Zaak C-540/03: Arrest van het Hof (Grote kamer) van 27 juni 2006 — Europees Parlement/Raad van de Europese Unie (Immigratiebeleid — Recht van minderjarige kinderen van onderdanen van derde landen op gezinshereniging — Richtlijn 2003/86/EG — Bescherming van grondrechten — Recht op eerbiediging van gezinsleven — Verplichting om rekening te houden met belangen van minderjarige kinderen)
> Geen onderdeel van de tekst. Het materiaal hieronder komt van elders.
//! Imports: a saved date window over a set of bank statement files, and the records
//! read from them.

pub mod manifest;
pub mod statement;

use std::path::{Path, PathBuf};

use chrono::NaiveDate;
use tracing::{error, info};

use crate::{
    calendar::Timespan,
    domain::Record,
    errors::{CalendarError, ImportError},
    storage::{FileSlot, FormatRegistry},
    utils::fs as fsx,
};

pub use manifest::{ImportManifest, IMPORT_FORMAT_ID, IMPORT_FORMAT_VERSION, MANIFEST_DATE_FORMAT};
pub use statement::{read_statement, read_statement_from, STATEMENT_DELIMITER};

/// Default file name of an import that was never saved.
pub const UNSAVED_IMPORT: &str = "unsaved.json";

/// An import session: the manifest slot plus the records currently loaded from it.
#[derive(Debug)]
pub struct Import {
    slot: FileSlot<ImportManifest>,
    records: Vec<Record>,
    revision: u64,
    delimiter: u8,
}

impl Default for Import {
    fn default() -> Self {
        Self::new(UNSAVED_IMPORT)
    }
}

impl Import {
    pub fn new(path: impl Into<PathBuf>) -> Self {
        Self {
            slot: FileSlot::new(path, Some(IMPORT_FORMAT_ID), ImportManifest::default()),
            records: Vec::new(),
            revision: 0,
            delimiter: STATEMENT_DELIMITER,
        }
    }

    /// Uses `delimiter` instead of `;` when reading statements.
    pub fn with_delimiter(mut self, delimiter: u8) -> Self {
        self.delimiter = delimiter;
        self
    }

    /// Opens an import envelope and reads its statements.
    pub fn open(registry: &FormatRegistry, path: impl Into<PathBuf>) -> Result<Self, ImportError> {
        Self::open_with(registry, path, STATEMENT_DELIMITER)
    }

    pub fn open_with(
        registry: &FormatRegistry,
        path: impl Into<PathBuf>,
        delimiter: u8,
    ) -> Result<Self, ImportError> {
        let slot = FileSlot::try_open(registry, path, Some(IMPORT_FORMAT_ID))?;
        let mut import = Self {
            slot,
            records: Vec::new(),
            revision: 0,
            delimiter,
        };
        import.reload()?;
        Ok(import)
    }

    pub fn path(&self) -> &Path {
        self.slot.path()
    }

    pub fn manifest(&self) -> &ImportManifest {
        self.slot.content()
    }

    pub fn sources(&self) -> &[PathBuf] {
        &self.manifest().files
    }

    /// Records of the last successful reload, restricted to the manifest's window.
    pub fn records(&self) -> &[Record] {
        &self.records
    }

    /// Bumped every time the records are reloaded.
    pub fn revision(&self) -> u64 {
        self.revision
    }

    pub fn is_dirty(&self) -> bool {
        self.slot.is_dirty()
    }

    /// Both ends of the window are set.
    pub fn is_valid(&self) -> bool {
        self.manifest().is_valid()
    }

    pub fn timespan(&self) -> Result<Option<Timespan>, CalendarError> {
        self.manifest().timespan()
    }

    pub fn save(&mut self, registry: &FormatRegistry) -> Result<(), ImportError> {
        if !self.is_valid() {
            return Err(ImportError::TimespanNotSet);
        }
        Ok(self.slot.try_save(registry)?)
    }

    pub fn save_as(&mut self, registry: &FormatRegistry, path: &Path) -> Result<(), ImportError> {
        if !self.is_valid() {
            return Err(ImportError::TimespanNotSet);
        }
        Ok(self.slot.try_save_as(registry, Some(path), None)?)
    }

    /// Re-reads every source, keeping records inside the window when one is set.
    ///
    /// On failure the previously loaded records are kept.
    pub fn reload(&mut self) -> Result<usize, ImportError> {
        let mut records = self.read_sources()?;
        if let (Some(begin), Some(end)) = (self.manifest().begin, self.manifest().end) {
            records.retain(|record| begin <= record.date() && record.date() <= end);
        }
        info!(
            import = %self.path().display(),
            sources = self.sources().len(),
            records = records.len(),
            "loaded entries"
        );
        self.records = records;
        self.revision += 1;
        Ok(self.records.len())
    }

    /// Adds a statement file; returns false when it is already listed.
    pub fn add_source(&mut self, path: &Path) -> bool {
        let path = fsx::absolute(path);
        if self.sources().contains(&path) {
            return false;
        }
        self.slot.content_mut().files.push(path);
        true
    }

    /// Removes a statement file; returns false when it was not listed.
    pub fn remove_source(&mut self, path: &Path) -> bool {
        let absolute = fsx::absolute(path);
        let Some(index) = self
            .sources()
            .iter()
            .position(|file| file == path || *file == absolute)
        else {
            return false;
        };
        self.slot.content_mut().files.remove(index);
        true
    }

    /// Replaces the window. An inverted window is refused and leaves the import untouched.
    pub fn set_timespan(
        &mut self,
        begin: Option<NaiveDate>,
        end: Option<NaiveDate>,
    ) -> Result<(), CalendarError> {
        if let (Some(begin), Some(end)) = (begin, end) {
            Timespan::new(begin, end)?;
        }
        let manifest = self.slot.content_mut();
        manifest.begin = begin;
        manifest.end = end;
        Ok(())
    }

    /// Sets the window to the first and last dates found in the sources, ignoring the
    /// current window. Leaves it untouched when the sources hold no records.
    pub fn select_dates_from_contents(&mut self) -> Result<Option<Timespan>, ImportError> {
        let records = self.read_sources()?;
        let Some(span) = Timespan::covering(records.iter().map(Record::date)) else {
            return Ok(None);
        };
        self.set_timespan(Some(span.begin()), Some(span.end()))?;
        Ok(Some(span))
    }

    fn read_sources(&self) -> Result<Vec<Record>, ImportError> {
        let mut records = Vec::new();
        for source in self.sources() {
            match read_statement(source, self.delimiter) {
                Ok(mut read) => records.append(&mut read),
                Err(err) => {
                    error!(import = %self.path().display(), source = %source.display(), error = %err, "failed to read statement");
                    return Err(err);
                }
            }
        }
        Ok(records)
    }
}
//! Session models tying the engines to persisted state.

pub mod analysis;
pub mod categories;

pub use analysis::Analysis;
pub use categories::{CategorySet, CATEGORY_FORMAT_ID, CATEGORY_FORMAT_VERSION};
use std::{fmt, str::FromStr};

use serde::{Deserialize, Deserializer, Serialize, Serializer};

use crate::errors::PersistenceError;

/// Semantic version identifier stamped on every envelope.
///
/// Ordering is lexicographic on `(major, minor, patch)`.
#[derive(Debug, Clone, Copy, PartialEq, Eq, Hash, PartialOrd, Ord)]
pub struct Vid {
    pub major: u32,
    pub minor: u32,
    pub patch: u32,
}

impl Vid {
    pub const fn new(major: u32, minor: u32, patch: u32) -> Self {
        Self {
            major,
            minor,
            patch,
        }
    }

    /// Whether content stamped `stored` can be loaded by a format at `self`.
    ///
    /// Requires the same major version and `self >= stored`.
    pub fn valid_upgrade(&self, stored: &Vid) -> bool {
        self.major == stored.major && self >= stored
    }
}

impl fmt::Display for Vid {
    fn fmt(&self, f: &mut fmt::Formatter<'_>) -> fmt::Result {
        write!(f, "{}.{}.{}", self.major, self.minor, self.patch)
    }
}

impl FromStr for Vid {
    type Err = PersistenceError;

    fn from_str(s: &str) -> Result<Self, Self::Err> {
        let malformed = || PersistenceError::MalformedVersion(s.to_string());
        let parts = s
            .trim()
            .split('.')
            .map(|part| part.parse::<u32>().map_err(|_| malformed()))
            .collect::<Result<Vec<_>, _>>()?;
        match parts.as_slice() {
            [major, minor, patch] => Ok(Vid::new(*major, *minor, *patch)),
            _ => Err(malformed()),
        }
    }
}

impl Serialize for Vid {
    fn serialize<S: Serializer>(&self, serializer: S) -> Result<S::Ok, S::Error> {
        serializer.collect_str(self)
    }
}

impl<'de> Deserialize<'de> for Vid {
    fn deserialize<D: Deserializer<'de>>(deserializer: D) -> Result<Self, D::Error> {
        let raw = String::deserialize(deserializer)?;
        raw.parse().map_err(serde::de::Error::custom)
    }
}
Zaak C-540/03: Arrest van het Hof (Grote kamer) van 27 juni 2006 — Europees Parlement/Raad van de Europese Unie (Immigratiebeleid — Recht van minderjarige kinderen van onderdanen van derde landen op gezinshereniging — Richtlijn 2003/86/EG — Bescherming van grondrechten — Recht op eerbiediging van gezinsleven — Verplichting om rekening te houden met belangen van minderjarige kinderen)
12.8.2006 | NL | Publicatieblad van de Europese Unie | C 190/1 |
Arrest van het Hof (Grote kamer) van 27 juni 2006 — Europees Parlement/Raad van de Europese Unie
(Zaak C-540/03)(1)
(Immigratiebeleid - Recht van minderjarige kinderen van onderdanen van derde landen op gezinshereniging - Richtlijn 2003/86/EG - Bescherming van grondrechten - Recht op eerbiediging van gezinsleven - Verplichting om rekening te houden met belangen van minderjarige kinderen)
(2006/C 190/02)
Procestaal: Frans
Partijen
Verzoeker: Europees Parlement (vertegenwoordigers: H. Duintjer Tebbens en A. Caiola, gemachtigden)
Verweerder: Raad van de Europese Unie (vertegenwoordigers: O. Petersen en M. Simm, gemachtigden)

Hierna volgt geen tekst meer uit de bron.